InterProScan Annotation

Content of this page:

General

The functionality of InterPro annotations in Blast2GO allows to retrieved domain/motif information in a sequence-wise manner. Corresponding GO terms are then transferred to the sequences and merged with already existing GO terms. InterProScan results can be viewed through the Single Sequence Menu (Figure 4) and saved in TXT and XML format (Figure 3). The sequences will turn violet if no other analysis has been executed before. 

Image interproscan

Figure 1: InterProScan options

  • Run InteProScan. Start sending sequences to the EBI.
  • Merge InterProScan GOs to Annotation. Add GO terms obtained through motifs/domains to the current annotations.
  • Remove InterProScan. Delete InterProScan results for the selected sequences.

Run InterProScan

There are two options to run InterProScan in Blast2GO, either with CloudIPS or via the public web service at EBI.

CloudIPS is a cloud-based Blast2GO PRO community resource for fast and reliable InterPro analysis for everything from small to big data-sets. It allows executing the original InterPro algorithms against up-to-date databases in our dedicated computing cloud. This is a high-performance, secure and cost-optimized solution for your analysis.
The public EMBL-EBI InterPro web-service scans your sequences against InterPro's signatures and performance and results depend on the EBI web-server.

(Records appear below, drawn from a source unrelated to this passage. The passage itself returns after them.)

//! Centralized configuration values shared by the mesh engine.
//!
//! Each public item in this module documents its purpose and provides a minimal
//! usage example so that downstream crates can remain declarative and avoid
//! scattering literals.

use std::fmt;

// =============================================================================
// PRECISION CONSTANTS
// =============================================================================

/// Numerical tolerance for coordinate comparisons.
///
/// # Examples
/// ```
/// use config::constants::EPSILON;
/// assert!((1.0_f64 - (1.0 + 1e-11)).abs() < EPSILON);
/// ```
pub const EPSILON: f64 = 1.0e-10;

/// Tolerance used when deciding whether two nodes occupy the same point.
///
/// Transition cells place nodes at thirds of the coarse spacing, so this is
/// kept well above accumulated rounding but far below any realistic spacing.
///
/// # Examples
/// ```
/// use config::constants::{COINCIDENCE_TOLERANCE, EPSILON};
/// assert!(COINCIDENCE_TOLERANCE > EPSILON);
/// ```
pub const COINCIDENCE_TOLERANCE: f64 = 1.0e-8;

// =============================================================================
// LABELS
// =============================================================================

/// First label handed out for nodes and elements.
///
/// # Examples
/// ```
/// use config::constants::FIRST_LABEL;
/// assert_eq!(FIRST_LABEL, 1);
/// ```
pub const FIRST_LABEL: u32 = 1;

// =============================================================================
// TRANSITIONS
// =============================================================================

/// Density reduction factor of one transition level.
///
/// # Examples
/// ```
/// use config::constants::TRANSITION_RATIO;
/// assert_eq!(TRANSITION_RATIO, 3);
/// ```
pub const TRANSITION_RATIO: usize = 3;

/// Node count along each edge of a transition cell window.
///
/// # Examples
/// ```
/// use config::constants::{TRANSITION_CELL_NODES, TRANSITION_RATIO};
/// assert_eq!(TRANSITION_CELL_NODES, TRANSITION_RATIO + 1);
/// ```
pub const TRANSITION_CELL_NODES: usize = TRANSITION_RATIO + 1;

// =============================================================================
// WARPS
// =============================================================================

/// Default power-law exponent of the square-to-cylinder blend.
///
/// Nodes at radius `r` are displaced by `(r / r_max)^f` of the full warp.
///
/// # Examples
/// ```
/// use config::constants::DEFAULT_BLEND_EXPONENT;
/// let r_ratio: f64 = 0.5;
/// assert!(r_ratio.powf(DEFAULT_BLEND_EXPONENT) > r_ratio);
/// ```
pub const DEFAULT_BLEND_EXPONENT: f64 = 0.75;

/// Immutable snapshot of the settings a mesh is built with.
///
/// # Examples
/// ```
/// use config::constants::MeshConfig;
/// let config = MeshConfig::default();
/// assert!(config.tolerance > 0.0);
/// assert!(!config.strict_transition_sizing);
/// ```
#[derive(Debug, Clone, Copy, PartialEq)]
pub struct MeshConfig {
    /// Tolerance for geometric degeneracy checks.
    pub tolerance: f64,
    /// Exponent of the square-to-cylinder radial blend.
    pub blend_exponent: f64,
    /// When set, transition drivers reject grids whose extents are not
    /// `3^order * k + 1` instead of stopping early.
    pub strict_transition_sizing: bool,
}

impl MeshConfig {
    /// Builds a configuration after validating tolerance and blend exponent.
    ///
    /// # Examples
    /// ```
    /// use config::constants::MeshConfig;
    /// let cfg = MeshConfig::new(1.0e-9, 1.0, true).expect("valid config");
    /// assert!(cfg.strict_transition_sizing);
    /// ```
    pub fn new(
        tolerance: f64,
        blend_exponent: f64,
        strict_transition_sizing: bool,
    ) -> Result<Self, ConfigError> {
        if tolerance.is_nan() || tolerance <= 0.0 {
            return Err(ConfigError::InvalidTolerance(tolerance));
        }
        if !blend_exponent.is_finite() || blend_exponent < 0.0 {
            return Err(ConfigError::InvalidBlendExponent(blend_exponent));
        }
        Ok(Self {
            tolerance,
            blend_exponent,
            strict_transition_sizing,
        })
    }

    /// Returns a copy with strict transition sizing switched on or off.
    pub fn with_strict_transition_sizing(mut self, strict: bool) -> Self {
        self.strict_transition_sizing = strict;
        self
    }
}

impl Default for MeshConfig {
    fn default() -> Self {
        Self {
            tolerance: COINCIDENCE_TOLERANCE,
            blend_exponent: DEFAULT_BLEND_EXPONENT,
            strict_transition_sizing: false,
        }
    }
}

/// Error returned when invalid configuration values are provided.
#[derive(Debug, PartialEq)]
pub enum ConfigError {
    /// Raised when tolerance is zero, negative or NaN.
    InvalidTolerance(f64),
    /// Raised when the blend exponent is negative or not finite.
    InvalidBlendExponent(f64),
}

impl fmt::Display for ConfigError {
    fn fmt(&self, f: &mut fmt::Formatter<'_>) -> fmt::Result {
        match self {
            ConfigError::InvalidTolerance(value) => {
                write!(f, "tolerance must be positive: {value}")
            }
            ConfigError::InvalidBlendExponent(value) => {
                write!(f, "blend_exponent must be finite and >= 0: {value}")
            }
        }
    }
}

impl std::error::Error for ConfigError {}

/// Checks if two f64 values are approximately equal within EPSILON.
///
/// # Example
///
/// ```rust
/// use config::constants::approx_equal;
///
/// assert!(approx_equal(1.0, 1.0 + 1e-11));
/// assert!(!approx_equal(1.0, 1.1));
/// ```
#[inline]
pub fn approx_equal(a: f64, b: f64) -> bool {
    (a - b).abs() < EPSILON
}

/// Returns true when `count` nodes can be tiled by transition cells for
/// `order` consecutive levels, i.e. `count == 3^order * k + 1` with `k >= 1`.
///
/// # Example
///
/// ```rust
/// use config::constants::fits_transition_order;
///
/// assert!(fits_transition_order(10, 2));
/// assert!(!fits_transition_order(7, 2));
/// assert!(!fits_transition_order(1, 1));
/// ```
pub fn fits_transition_order(count: usize, order: u32) -> bool {
    let span = TRANSITION_RATIO.pow(order);
    count > 1 && (count - 1) % span == 0
}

InteProScan can only be performed if the sequences are shown in the sequence table that contains the actual sequence information (loaded via fasta file). You have to be careful if you created a project via a blast XML file or if you loaded a .annot file.
To add the sequences to the current Blast2GO project see Add sequences to existing Blast2GO project section. 

You can save the InterProScan results in different file formats, in tab separated values (TVS), XML, which is the default output, GFF3 and the input (query) sequence itself (Figure 5).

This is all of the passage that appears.